- Task statement
The response should contain only those lines of the entries below that include the string "path".

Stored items
· · · ·

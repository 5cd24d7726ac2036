//! sign-to-text — turns a noisy stream of per-frame fingerspelling
//! classifications into stable letters and words.
//!
//! The recognizer model, the camera, and the UI all live outside this crate.
//! What lives here is everything in between:
//!
//! * [`capture`] — frame values and the single-flight admission gate,
//! * [`classify`] — the classifier boundary (`(letter, confidence)` or
//!   absent),
//! * [`smoothing`] — the temporal debounce that commits a letter only after
//!   a sustained identical run,
//! * [`word`] — word assembly, history, and the lowered-hand auto-boundary,
//! * [`pipeline`] — the orchestrator state machine tying it together,
//! * [`config`] — TOML-backed settings with the tuned default thresholds.
//!
//! See [`pipeline::PipelineOrchestrator`] for the wiring entry point.

pub mod capture;
pub mod classify;
pub mod config;
pub mod pipeline;
pub mod smoothing;
pub mod word;
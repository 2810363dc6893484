//! [`HostAdaptor`] – the machine the process runs on, exposing its kernel
//! thermal zones as analog pins `"thermal_zone0"`, `"thermal_zone1"`, …
//!
//! Each zone reads in milli-degrees Celsius; pair it with
//! [`ThermalZoneDriver`](crate::aio::ThermalZoneDriver) to get °C.

use std::sync::Arc;

use ferrobot_types::FerroError;
use tracing::debug;

use super::AnalogPinsAdaptor;
use crate::connection::{AnalogReader, Connection, NameCell};
use crate::system::{AnalogPinConfig, Filesystem, NativeFilesystem};

pub const THERMAL_ZONE_ROOT: &str = "/sys/class/thermal";

const ZONE_PREFIX: &str = "thermal_zone";
const ZONE_BUFFER_LENGTH: u16 = 16;

pub struct HostAdaptor {
    name: NameCell,
    fs: Arc<dyn Filesystem>,
    pins: AnalogPinsAdaptor,
}

impl HostAdaptor {
    pub fn new() -> Self {
        Self::with_filesystem(Arc::new(NativeFilesystem))
    }

    pub fn with_filesystem(fs: Arc<dyn Filesystem>) -> Self {
        Self {
            name: NameCell::new(ferrobot_types::util::default_name("Host")),
            pins: AnalogPinsAdaptor::new(Arc::clone(&fs), Box::new(translate_thermal_zone)),
            fs,
        }
    }

    /// Whether `zone` (e.g. `"thermal_zone0"`) exists on this host.
    pub fn has_zone(&self, zone: &str) -> bool {
        translate_thermal_zone(zone).is_ok_and(|cfg| self.fs.exists(&cfg.path))
    }
}

impl Default for HostAdaptor {
    fn default() -> Self {
        Self::new()
    }
}

fn translate_thermal_zone(id: &str) -> Result<AnalogPinConfig, FerroError> {
    let valid = id
        .strip_prefix(ZONE_PREFIX)
        .is_some_and(|n| !n.is_empty() && n.chars().all(|c| c.is_ascii_digit()));
    if !valid {
        return Err(FerroError::UnknownPin(id.to_string()));
    }
    Ok(AnalogPinConfig {
        path: format!("{THERMAL_ZONE_ROOT}/{id}/temp"),
        readable: true,
        writable: false,
        buffer_length: ZONE_BUFFER_LENGTH,
    })
}

impl Connection for HostAdaptor {
    fn name(&self) -> String {
        self.name.get()
    }

    fn set_name(&self, name: &str) {
        self.name.set(name);
    }

    fn connect(&self) -> Result<(), FerroError> {
        self.pins.connect();
        debug!(adaptor = %self.name(), "host adaptor connected");
        Ok(())
    }

    fn finalize(&self) -> Result<(), FerroError> {
        self.pins.finalize();
        Ok(())
    }

    fn port(&self) -> String {
        THERMAL_ZONE_ROOT.to_string()
    }

    fn adaptor_type(&self) -> &'static str {
        "HostAdaptor"
    }

    fn as_analog_reader(&self) -> Option<&dyn AnalogReader> {
        Some(self)
    }
}

impl AnalogReader for HostAdaptor {
    fn analog_read(&self, pin: &str) -> Result<i32, FerroError> {
        self.pins.analog_read(pin)
    }
}

#[cfg(test)]
mod tests {
    use super::*;
    use crate::system::MockFilesystem;

    const ZONE0: &str = "/sys/class/thermal/thermal_zone0/temp";

    #[test]
    fn reads_thermal_zone_millidegrees() {
        let fs = Arc::new(MockFilesystem::new([ZONE0]));
        fs.set_contents(ZONE0, "45500\n");
        let host = HostAdaptor::with_filesystem(fs);
        host.connect().unwrap();
        assert_eq!(host.analog_read("thermal_zone0").unwrap(), 45500);
        assert!(host.has_zone("thermal_zone0"));
        assert!(!host.has_zone("thermal_zone7"));
    }

    #[test]
    fn rejects_other_pin_ids() {
        let host = HostAdaptor::with_filesystem(Arc::new(MockFilesystem::default()));
        host.connect().unwrap();
        for id in ["thermal_zone", "thermal_zoneX", "AIN0"] {
            assert_eq!(host.analog_read(id).unwrap_err(), FerroError::UnknownPin(id.into()));
        }
    }

    #[test]
    fn read_before_connect_fails() {
        let fs = Arc::new(MockFilesystem::new([ZONE0]));
        let host = HostAdaptor::with_filesystem(fs);
        assert!(matches!(host.analog_read("thermal_zone0"), Err(FerroError::NotConnected(_))));
        host.finalize().unwrap();
        assert_eq!(host.to_json().adaptor, "HostAdaptor");
    }
}
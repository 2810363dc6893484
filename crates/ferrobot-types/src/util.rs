//! Small numeric and naming helpers used by drivers and user code.

use std::sync::LazyLock;
use std::sync::atomic::{AtomicU32, Ordering};

use uuid::Uuid;

// ---------------------------------------------------------------------------
// Names
// ---------------------------------------------------------------------------

const NAME_TAG_MASK: u32 = 0xF_FFFF;

static NAME_SEED: LazyLock<u32> = LazyLock::new(|| {
    let bytes = Uuid::new_v4().into_bytes();
    u32::from_le_bytes([bytes[0], bytes[1], bytes[2], bytes[3]])
});

static NAME_COUNTER: AtomicU32 = AtomicU32::new(0);

/// Return `"{prefix}-{hex5}"`, e.g. `"Robot-3FA01"`.
///
/// The tag is a process-wide counter offset by a random seed, so the first
/// 2^20 names issued by a process never repeat.
pub fn default_name(prefix: &str) -> String {
    let n = NAME_COUNTER.fetch_add(1, Ordering::Relaxed);
    let tag = NAME_SEED.wrapping_add(n) & NAME_TAG_MASK;
    format!("{prefix}-{tag:05X}")
}

// ---------------------------------------------------------------------------
// Scaling
// ---------------------------------------------------------------------------

/// Linearly map `x` from `[in_min, in_max]` onto `[out_min, out_max]`
/// without clamping.
pub fn rescale(x: f64, in_min: f64, in_max: f64, out_min: f64, out_max: f64) -> f64 {
    (x - in_min) * (out_max - out_min) / (in_max - in_min) + out_min
}

/// Restrict `x` to `[lo, hi]`.
pub fn clamp<T: PartialOrd>(x: T, lo: T, hi: T) -> T {
    if x < lo {
        lo
    } else if x > hi {
        hi
    } else {
        x
    }
}

/// Map `input` from `[min, max]` (in either order) to `0.0..=1.0`.
pub fn from_scale(input: f64, min: f64, max: f64) -> f64 {
    let (lo, hi) = (min.min(max), min.max(max));
    (input - lo) / (hi - lo)
}

/// Map `input` from `0.0..=1.0` to `[min, max]`, clamping the result.
pub fn to_scale(input: f64, min: f64, max: f64) -> f64 {
    let (lo, hi) = (min.min(max), min.max(max));
    clamp(input * (hi - lo) + lo, lo, hi)
}

// ---------------------------------------------------------------------------
// Checksums and bits
// ---------------------------------------------------------------------------

/// Ones-complement of the low byte of the sum of `bytes`.
pub fn checksum_modulo256(bytes: &[u8]) -> u8 {
    !bytes.iter().fold(0u8, |acc, b| acc.wrapping_add(*b))
}

/// Set bit `pos` of `n`. Positions outside the word leave `n` unchanged.
pub fn set_bit(n: u32, pos: u32) -> u32 {
    n | 1u32.checked_shl(pos).unwrap_or(0)
}

/// Clear bit `pos` of `n`.
pub fn clear_bit(n: u32, pos: u32) -> u32 {
    n & !1u32.checked_shl(pos).unwrap_or(0)
}

/// Whether bit `pos` of `n` is set.
pub fn is_bit_set(n: u32, pos: u32) -> bool {
    n & 1u32.checked_shl(pos).unwrap_or(0) != 0
}
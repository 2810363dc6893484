use std::sync::Arc;

use ferrobot_types::{FerroError, Value};
use parking_lot::Mutex;

use crate::connection::{Connection, DigitalWriter};
use crate::device::{Device, DriverBase};

struct RelayCore {
    writer: Arc<dyn DigitalWriter>,
    pin: String,
    inverted: bool,
    // Pin level last written.
    high: Mutex<bool>,
}

impl RelayCore {
    fn state(&self) -> bool {
        *self.high.lock() != self.inverted
    }

    fn set(&self, on: bool) -> Result<(), FerroError> {
        let level = on != self.inverted;
        let mut high = self.high.lock();
        self.writer.digital_write(&self.pin, u8::from(level))?;
        *high = level;
        Ok(())
    }
}

/// A relay on a digital output. With inverted wiring the relay closes on a
/// low level.
///
/// Commands: `On`, `Off`, `Toggle` and `State`.
pub struct RelayDriver {
    base: DriverBase,
    core: Arc<RelayCore>,
}

impl RelayDriver {
    pub fn new<C: DigitalWriter + 'static>(connection: Arc<C>, pin: &str) -> Self {
        Self::build(connection, pin, false)
    }

    pub fn inverted<C: DigitalWriter + 'static>(connection: Arc<C>, pin: &str) -> Self {
        Self::build(connection, pin, true)
    }

    fn build<C: DigitalWriter + 'static>(connection: Arc<C>, pin: &str, inverted: bool) -> Self {
        let conn: Arc<dyn Connection> = connection.clone();
        let base = DriverBase::new("Relay", conn);
        let core = Arc::new(RelayCore {
            writer: connection,
            pin: pin.to_string(),
            inverted,
            high: Mutex::new(false),
        });

        let commander = base.commander();
        let c = Arc::clone(&core);
        commander.add_command("On", move |_| c.set(true).map(|()| Value::Null));
        let c = Arc::clone(&core);
        commander.add_command("Off", move |_| c.set(false).map(|()| Value::Null));
        let c = Arc::clone(&core);
        commander.add_command("Toggle", move |_| c.set(!c.state()).map(|()| Value::Null));
        let c = Arc::clone(&core);
        commander.add_command("State", move |_| Ok(Value::from(c.state())));

        Self { base, core }
    }

    pub fn pin(&self) -> &str {
        &self.core.pin
    }

    pub fn is_inverted(&self) -> bool {
        self.core.inverted
    }

    /// Whether the relay is on, independent of wiring.
    pub fn state(&self) -> bool {
        self.core.state()
    }

    /// # Errors
    ///
    /// Propagates the connection's write error.
    pub fn on(&self) -> Result<(), FerroError> {
        self.core.set(true)
    }

    /// # Errors
    ///
    /// Propagates the connection's write error.
    pub fn off(&self) -> Result<(), FerroError> {
        self.core.set(false)
    }

    /// # Errors
    ///
    /// Propagates the connection's write error.
    pub fn toggle(&self) -> Result<(), FerroError> {
        self.core.set(!self.core.state())
    }
}

impl Device for RelayDriver {
    fn base(&self) -> &DriverBase {
        &self.base
    }

    fn driver_type(&self) -> &'static str {
        "Relay"
    }
}
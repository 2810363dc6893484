//! Grove analog sensor presets.

use std::ops::Deref;
use std::sync::Arc;

use ferrobot_middleware::{Eventer, Subscription};
use ferrobot_types::FerroError;
use parking_lot::Mutex;

use super::{AnalogSensorDriver, DATA, VIBRATION};
use crate::connection::AnalogReader;
use crate::device::{Device, DriverBase};

/// Raw reading above which the piezo sensor reports a vibration.
pub const VIBRATION_THRESHOLD: i64 = 1000;

macro_rules! grove_sensor {
    ($(#[$doc:meta])* $name:ident, $kind:literal) => {
        $(#[$doc])*
        pub struct $name {
            sensor: AnalogSensorDriver,
        }

        impl $name {
            pub fn new<C: AnalogReader + 'static>(connection: Arc<C>, pin: &str) -> Self {
                Self {
                    sensor: AnalogSensorDriver::with_kind(connection, pin, $kind),
                }
            }

            pub fn with_interval(self, interval: std::time::Duration) -> Self {
                Self {
                    sensor: self.sensor.with_interval(interval),
                }
            }
        }

        impl Deref for $name {
            type Target = AnalogSensorDriver;

            fn deref(&self) -> &AnalogSensorDriver {
                &self.sensor
            }
        }

        impl Device for $name {
            fn base(&self) -> &DriverBase {
                self.sensor.base()
            }

            fn driver_type(&self) -> &'static str {
                $kind
            }

            fn start(&self) -> Result<(), FerroError> {
                self.sensor.start()
            }

            fn halt(&self) -> Result<(), FerroError> {
                self.sensor.halt()
            }

            fn eventer(&self) -> Option<&Eventer> {
                Device::eventer(&self.sensor)
            }
        }
    };
}

grove_sensor!(
    /// Grove rotary angle sensor (potentiometer).
    GroveRotaryDriver,
    "GroveRotary"
);
grove_sensor!(GroveLightSensorDriver, "GroveLightSensor");
grove_sensor!(GroveSoundSensorDriver, "GroveSoundSensor");

/// Grove piezo vibration sensor. In addition to the analog sensor events it
/// publishes `"vibration"` with the raw reading whenever a `"data"` reading
/// exceeds [`VIBRATION_THRESHOLD`].
pub struct GrovePiezoVibrationSensorDriver {
    sensor: AnalogSensorDriver,
    watch: Mutex<Option<Subscription>>,
}

impl GrovePiezoVibrationSensorDriver {
    pub fn new<C: AnalogReader + 'static>(connection: Arc<C>, pin: &str) -> Self {
        let sensor = AnalogSensorDriver::with_kind(connection, pin, "GrovePiezoVibrationSensor");
        sensor.events().add_event(VIBRATION);
        Self {
            sensor,
            watch: Mutex::new(None),
        }
    }

    pub fn with_interval(self, interval: std::time::Duration) -> Self {
        Self {
            sensor: self.sensor.with_interval(interval),
            watch: self.watch,
        }
    }
}

impl Deref for GrovePiezoVibrationSensorDriver {
    type Target = AnalogSensorDriver;

    fn deref(&self) -> &AnalogSensorDriver {
        &self.sensor
    }
}

impl Device for GrovePiezoVibrationSensorDriver {
    fn base(&self) -> &DriverBase {
        self.sensor.base()
    }

    fn driver_type(&self) -> &'static str {
        self.sensor.driver_type()
    }

    fn start(&self) -> Result<(), FerroError> {
        {
            let mut watch = self.watch.lock();
            if watch.as_ref().is_none_or(Subscription::is_finished) {
                let events = self.sensor.events().clone();
                *watch = Some(self.sensor.events().on(DATA, move |data| {
                    if data.as_i64().is_some_and(|raw| raw > VIBRATION_THRESHOLD) {
                        events.publish(VIBRATION, data);
                    }
                })?);
            }
        }
        self.sensor.start()
    }

    fn halt(&self) -> Result<(), FerroError> {
        if let Some(watch) = self.watch.lock().take() {
            watch.cancel();
        }
        self.sensor.halt()
    }

    fn eventer(&self) -> Option<&Eventer> {
        Device::eventer(&self.sensor)
    }
}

· · · ·

- Answer area
        translate_thermal_zone(zone).is_ok_and(|cfg| self.fs.exists(&cfg.path))
        path: format!("{THERMAL_ZONE_ROOT}/{id}/temp"),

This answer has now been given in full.